Missouri's top H-1B employers include healthcare and technology giants that operate regionally but may not maintain significant employment in Kirksville specifically. The disconnect between state-level H-1B activity and Kirksville's actual employment composition suggests the city benefits minimally from the state's high-wage visa-dependent hiring while facing exposure to low-wage sector disruptions.

H-1B Visa Dynamics and Foreign Worker Hiring Patterns

The available H-1B data does not disclose specific employer-level H-1B petition activity for Kirksville-based firms, making direct analysis of simultaneous foreign hiring and domestic layoffs impossible at the city level. However, the sectoral composition warrants comment. Healthcare employers filing layoff notices in Kirksville operate within a sector where H-1B visa sponsorship occurs (nursing, medical specialists, and healthcare IT roles represent common H-1B categories statewide), yet Kirksville's specific healthcare layoffs may reflect automation, reimbursement pressure, or consolidation rather than visa-driven workforce substitution.

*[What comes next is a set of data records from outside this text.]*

/// PSQR Broadcaster - decentralized content network node
///
/// A Rust implementation of a PSQR broadcaster, serving identity-addressed
/// feeds, curated lists, and signed content for the PSQR network.

mod api;
mod authz;
mod cache;
mod config;
mod context;
mod db;
mod error;
mod feed;
mod identity;
mod index;
mod jws;
mod search;
mod server;
mod storage;
mod validation;

use config::ServerConfig;
use context::AppContext;
use error::BroadcasterResult;
use tracing_subscriber::{layer::SubscriberExt, util::SubscriberInitExt};

#[tokio::main]
async fn main() -> BroadcasterResult<()> {
    // Initialize logging
    tracing_subscriber::registry()
        .with(
            tracing_subscriber::EnvFilter::try_from_default_env()
                .unwrap_or_else(|_| "psqr_broadcaster=debug,tower_http=debug".into()),
        )
        .with(tracing_subscriber::fmt::layer())
        .init();

    // Print banner
    print_banner();

    // Load configuration
    let config = ServerConfig::from_env()?;

    // Create application context
    let ctx = AppContext::new(config).await?;

    // Start server
    server::serve(ctx).await?;

    Ok(())
}

fn print_banner() {
    println!(
        r#"
    ____  _____ ____    ____
   / __ \/ ___// __ \  / __ \
  / /_/ /\__ \/ / / / / /_/ /
 / ____/___/ / /_/ / / _, _/
/_/    /____/\___\_\/_/ |_|

        PSQR Broadcaster v{}
        "#,
        env!("CARGO_PKG_VERSION")
    );
}
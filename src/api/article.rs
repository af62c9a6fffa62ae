/// Article lookup and removal endpoints
use crate::{
    api::require_token,
    authz::GrantLevel,
    context::AppContext,
    error::{BroadcasterError, BroadcasterResult},
    jws, validation,
};
use axum::{
    extract::{Path, State},
    routing::get,
    Json, Router,
};
use serde::Serialize;
use tracing::info;

/// Build article routes
pub fn routes() -> Router<AppContext> {
    Router::new().route("/api/article/:info_hash", get(get_article).delete(delete_article))
}

#[derive(Debug, Serialize)]
struct GetArticleResponse {
    data: serde_json::Value,
}

#[derive(Debug, Serialize)]
struct DeleteArticleResponse {
    message: String,
}

/// Fetch a single article by its info hash from the content index
async fn get_article(
    State(ctx): State<AppContext>,
    Path(info_hash): Path<String>,
) -> BroadcasterResult<Json<GetArticleResponse>> {
    validation::validate_info_hash(&info_hash)?;

    let data = ctx
        .index
        .get_document(&ctx.config.index.content_index, &info_hash)
        .await?;

    Ok(Json(GetArticleResponse { data }))
}

/// Remove an article from both the content and feed indices.
///
/// Articles belong to no aggregation, so only network-wide curate access
/// clears the resource check.
async fn delete_article(
    State(ctx): State<AppContext>,
    Path(info_hash): Path<String>,
    Json(body): Json<serde_json::Value>,
) -> BroadcasterResult<Json<DeleteArticleResponse>> {
    validation::validate_info_hash(&info_hash)?;

    let token = require_token(&body)?;
    let unpacked = jws::unpack(token)?;

    if !ctx.verifier.verify(token).await? {
        return Err(BroadcasterError::VerificationFailed(
            "Token does not verify against the signing identity's published keys.".to_string(),
        ));
    }

    let actor = ctx
        .authz
        .authorize_mutation(&unpacked.header.kid, GrantLevel::Curate)
        .await?;
    ctx.authz.require_resource_access(&actor, None).await?;

    ctx.index
        .delete_document(&ctx.config.index.content_index, &info_hash)
        .await?;
    ctx.index
        .delete_document(&ctx.config.index.feed_index, &info_hash)
        .await?;

    info!("Article {} deleted by {}", info_hash, actor.did);

    Ok(Json(DeleteArticleResponse {
        message: format!("Successfully deleted article {}", info_hash),
    }))
}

The information technology sector's single large displacement event at Yushin USA (102 workers) does occur within an occupational domain where H-1B hiring concentrates statewide. IT occupations dominate Missouri's H-1B petition activity: computer systems analysts (3,623 petitions), computer programmers (3,150 petitions), and software developers (5,056 combined petitions across application and systems categories). No evidence emerges from the data indicating Yushin USA simultaneously sponsors H-1B workers while conducting the domestic layoff, yet the temporal coincidence of layoff activity with sustained state-level H-1B hiring in information technology creates legitimate questions about broader workforce substitution pressures.

The absence of H-1B petitions specifically attributed to Kirksville employers in the disclosed data may reflect either the absence of visa sponsorship activity among the city's employers or administrative reporting lags. Kirksville's status as a smaller metropolitan area with limited corporate headquarters activity reduces the likelihood of significant H-1B petition volumes, consistent with the concentration of petitions among larger regional employers headquartered elsewhere in Missouri.

Structural Outlook and Risk Factors

Kirksville faces emerging labor market headwinds driven by sectoral composition and employer size volatility. The concentration of displacement within single large employers (72% from one firm) demonstrates the fragility of small-city employment bases dependent on limited firm diversity. Ongoing retail sector adjustment through Hollister's iterative layoffs suggests continued pressure on that employment category, with limited prospects for reabsorption in a market where retail employment has contracted nationwide.

Healthcare sector activity remains opaque regarding underlying drivers but warrants continued monitoring given the sector's importance to regional employment. The potential for continued consolidation or reimbursement-driven restructuring in healthcare could produce additional displacement. Structural trends in both retail and healthcare point toward sustained pressure on Kirksville's labor market through 2026 and beyond, with recovery dependent on new employer recruitment or upstream economic acceleration sufficient to stabilize existing employers.